Entering the University of California, Santa Barbara in 1963, Archer chose between a deep interest in both music and art, deciding to pursue a career in painting. After receiving his MFA in 1969, Archer taught for ten years, six of those as an instructor in fine art at the Academy of Art College in San Francisco. Articulating his ideas clarified his direction and led him to devote increasing attention and energy to his own work. In 1979, he resigned his faculty position in order to pursue painting full-time.
In addition to numerous solo and group exhibitions in public museums and commercial galleries, Archer participates in selected fine art festivals along the west coast. He is a member emeritus of THE OAK GROUP, 26 plein-air painters committed to recording and preserving the natural beauty of California.
His work is included in collections, both public and private, throughout the United States and abroad.

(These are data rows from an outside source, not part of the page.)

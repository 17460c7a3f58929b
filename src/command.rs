//! `/upload` orchestration: validate, stage, pick an identifier, build
//! metadata, upload, clean up, report.

use std::sync::Arc;
use std::time::Duration;

use anyhow::Result;
use async_trait::async_trait;
use tracing::{debug, error, info, warn};

use crate::archive::identifier::{base_identifier, resolve, Resolution};
use crate::archive::metadata::{derive_date, describe_custom, parse_custom_metadata, MetadataInputs};
use crate::archive::storage::{validate_attachments, StagedBatch};
use crate::archive::{
    AttachmentFetcher, Invocation, MetadataAssembler, StagingArea, UploadError, UploadExecutor,
};

pub const DEFAULT_MAX_ATTACHMENTS: usize = 10;
pub const DEFAULT_MAX_ATTACHMENT_BYTES: u64 = 100 * 1024 * 1024;
pub const DEFAULT_DETAILS_URL: &str = "https://archive.org/details";

/// Outgoing side of one invocation.
#[async_trait]
pub trait Reply: Send + Sync {
    /// Prompt acknowledgment; the result follows in later messages.
    async fn acknowledge(&self) -> Result<()>;

    async fn send(&self, text: &str) -> Result<()>;
}

#[derive(Debug, Clone)]
pub struct UploadLimits {
    pub max_attachments: usize,
    pub max_attachment_bytes: u64,
}

impl Default for UploadLimits {
    fn default() -> Self {
        Self {
            max_attachments: DEFAULT_MAX_ATTACHMENTS,
            max_attachment_bytes: DEFAULT_MAX_ATTACHMENT_BYTES,
        }
    }
}

/// Handles `/upload`. Built once at startup and shared across invocations.
pub struct UploadCommand {
    staging: StagingArea,
    fetcher: Arc<dyn AttachmentFetcher>,
    executor: UploadExecutor,
    assembler: MetadataAssembler,
    limits: UploadLimits,
    details_url: String,
}

impl UploadCommand {
    pub fn new(
        staging: StagingArea,
        fetcher: Arc<dyn AttachmentFetcher>,
        executor: UploadExecutor,
        assembler: MetadataAssembler,
        limits: UploadLimits,
        details_url: &str,
    ) -> Self {
        Self {
            staging,
            fetcher,
            executor,
            assembler,
            limits,
            details_url: details_url.trim_end_matches('/').to_string(),
        }
    }

    pub fn limits(&self) -> &UploadLimits {
        &self.limits
    }

    pub fn details_link(&self, identifier: &str) -> String {
        format!("{}/{}", self.details_url, identifier)
    }

    /// Run one invocation to completion and send the final message.
    ///
    /// Returns the identifier the item was uploaded under.
    pub async fn run(&self, invocation: &Invocation, reply: &dyn Reply) -> Result<String, UploadError> {
        if let Err(e) = reply.acknowledge().await {
            warn!(error = %e, "failed to acknowledge invocation");
        }
        info!(
            user = %invocation.user_name,
            files = invocation.attachments.len(),
            "upload requested"
        );

        let outcome = self.execute(invocation, reply).await;
        let message = match &outcome {
            Ok(identifier) => {
                success_message(invocation.attachments.len(), &self.details_link(identifier))
            }
            Err(e) if e.is_validation() => {
                info!(user = %invocation.user_name, reason = %e, "upload rejected");
                e.user_message()
            }
            Err(e) => {
                error!(user = %invocation.user_name, error = %e, "upload failed");
                e.user_message()
            }
        };
        notify(reply, &message).await;
        outcome
    }

    async fn execute(&self, invocation: &Invocation, reply: &dyn Reply) -> Result<String, UploadError> {
        validate_attachments(
            &invocation.attachments,
            self.limits.max_attachments,
            self.limits.max_attachment_bytes,
        )?;

        let mut batch = self
            .staging
            .open_batch()
            .await
            .map_err(|e| UploadError::Staging(format!("{e:#}")))?;
        let result = self.process(&mut batch, invocation, reply).await;
        batch.cleanup().await;
        result
    }

    async fn process(
        &self,
        batch: &mut StagedBatch,
        invocation: &Invocation,
        reply: &dyn Reply,
    ) -> Result<String, UploadError> {
        for attachment in &invocation.attachments {
            batch
                .stage(attachment, self.fetcher.as_ref())
                .await
                .map_err(|e| UploadError::Staging(format!("{e:#}")))?;
        }
        let count = batch.files().len();
        notify(reply, &format!("Uploading {count} file(s) to Archive.org...")).await;

        let filenames: Vec<&str> = invocation
            .attachments
            .iter()
            .map(|a| a.filename.as_str())
            .collect();
        let base = base_identifier(&filenames, &invocation.user_name);
        let Resolution {
            identifier,
            collided_with,
        } = resolve(&self.executor, &base).await;
        if let Some(taken) = collided_with {
            notify(
                reply,
                &format!("Identifier `{taken}` already exists, using `{identifier}` instead."),
            )
            .await;
        }

        let custom = parse_custom_metadata(invocation.custom_metadata.as_deref());
        if let Some(raw) = invocation.custom_metadata.as_deref() {
            if custom.is_empty() && !raw.trim().is_empty() {
                warn!(identifier = %identifier, raw, "custom metadata had no usable pairs");
                notify(
                    reply,
                    "Warning: custom metadata could not be parsed (expected `key=value` pairs separated by commas). Continuing without it.",
                )
                .await;
            } else if !custom.is_empty() {
                notify(
                    reply,
                    &format!("Adding custom metadata: {}", describe_custom(&custom)),
                )
                .await;
            }
        }

        let paths = batch.paths();
        let staged_names = batch.names();
        let date = derive_date(&paths).await;
        let record = self.assembler.assemble(MetadataInputs {
            filenames: &filenames,
            staged_names: &staged_names,
            uploader: &invocation.user_name,
            date,
            custom,
        });
        debug!(
            identifier = %identifier,
            metadata = %serde_json::to_string(&record).unwrap_or_default(),
            "assembled metadata"
        );

        self.executor.upload(&identifier, paths, record).await?;
        info!(identifier = %identifier, files = count, "upload complete");
        Ok(identifier)
    }
}

async fn notify(reply: &dyn Reply, text: &str) {
    if let Err(e) = reply.send(text).await {
        warn!(error = %e, "failed to send reply");
    }
}

fn success_message(file_count: usize, link: &str) -> String {
    if file_count == 1 {
        format!("File successfully uploaded to Archive.org! [View it here]({link})")
    } else {
        format!("Files successfully uploaded to Archive.org! [View them here]({link})")
    }
}

/// Reply text for `/ping`.
pub fn ping_message(latency: Duration) -> String {
    format!("Pong! `{}ms`", (latency.as_secs_f64() * 1000.0).round() as u64)
}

Archer’s paintings have been featured in AMERICAN ARTIST magazine and SOUTHWEST ART magazine as well as six books, THE OAK GROUP: THE FIRST TEN YEARS; RANCHOS: SANTA BARBARA’S LAND GRANT RANCHOS; THE OAK GROUP: TWENTY YEARS 1986-2006; AMERICAN ART COLLECTOR: VOL. 1, BOOK 1; AMERICAN ART COLLECTOR: VOL. 3, BOOK 1; RANCHES & ROLLING HILLS: ART OF WEST MARIN---A LAND IN TRUST.
Statement
I grow younger and more passionate about painting each year that passes, particularly since reaching my 60s. For me, painting is a continuum of a long tradition of discoveries, not just of the visual world but of life itself. I am grateful for those who came before me.
Two quotes of the amazingly quotable Picasso particularly resonate with me over the years: “…it has taken me a lifetime to paint like a child,” and “…painting is a sum of destructions.”
Howard Warshaw, a powerful presence in my university years, exhorted us students to “make vision visible” and grasped vision as going far deeper than the eye.
I am interested in finding the essence of my subject and in creating a bold, abstract structure to express it. My paintings are about how things feel, not how they look. As I’ve matured, color has captured me; and I have developed a great fondness for black---it is full of drama and gravity, and sets off the other colors.
I go where my heart leads me. I have no hang-up about consistency. I’m not the same person I was a moment ago---let alone a year ago---and my work reflects that. I only want to do my best and be satisfied that whatever I do has energy and life.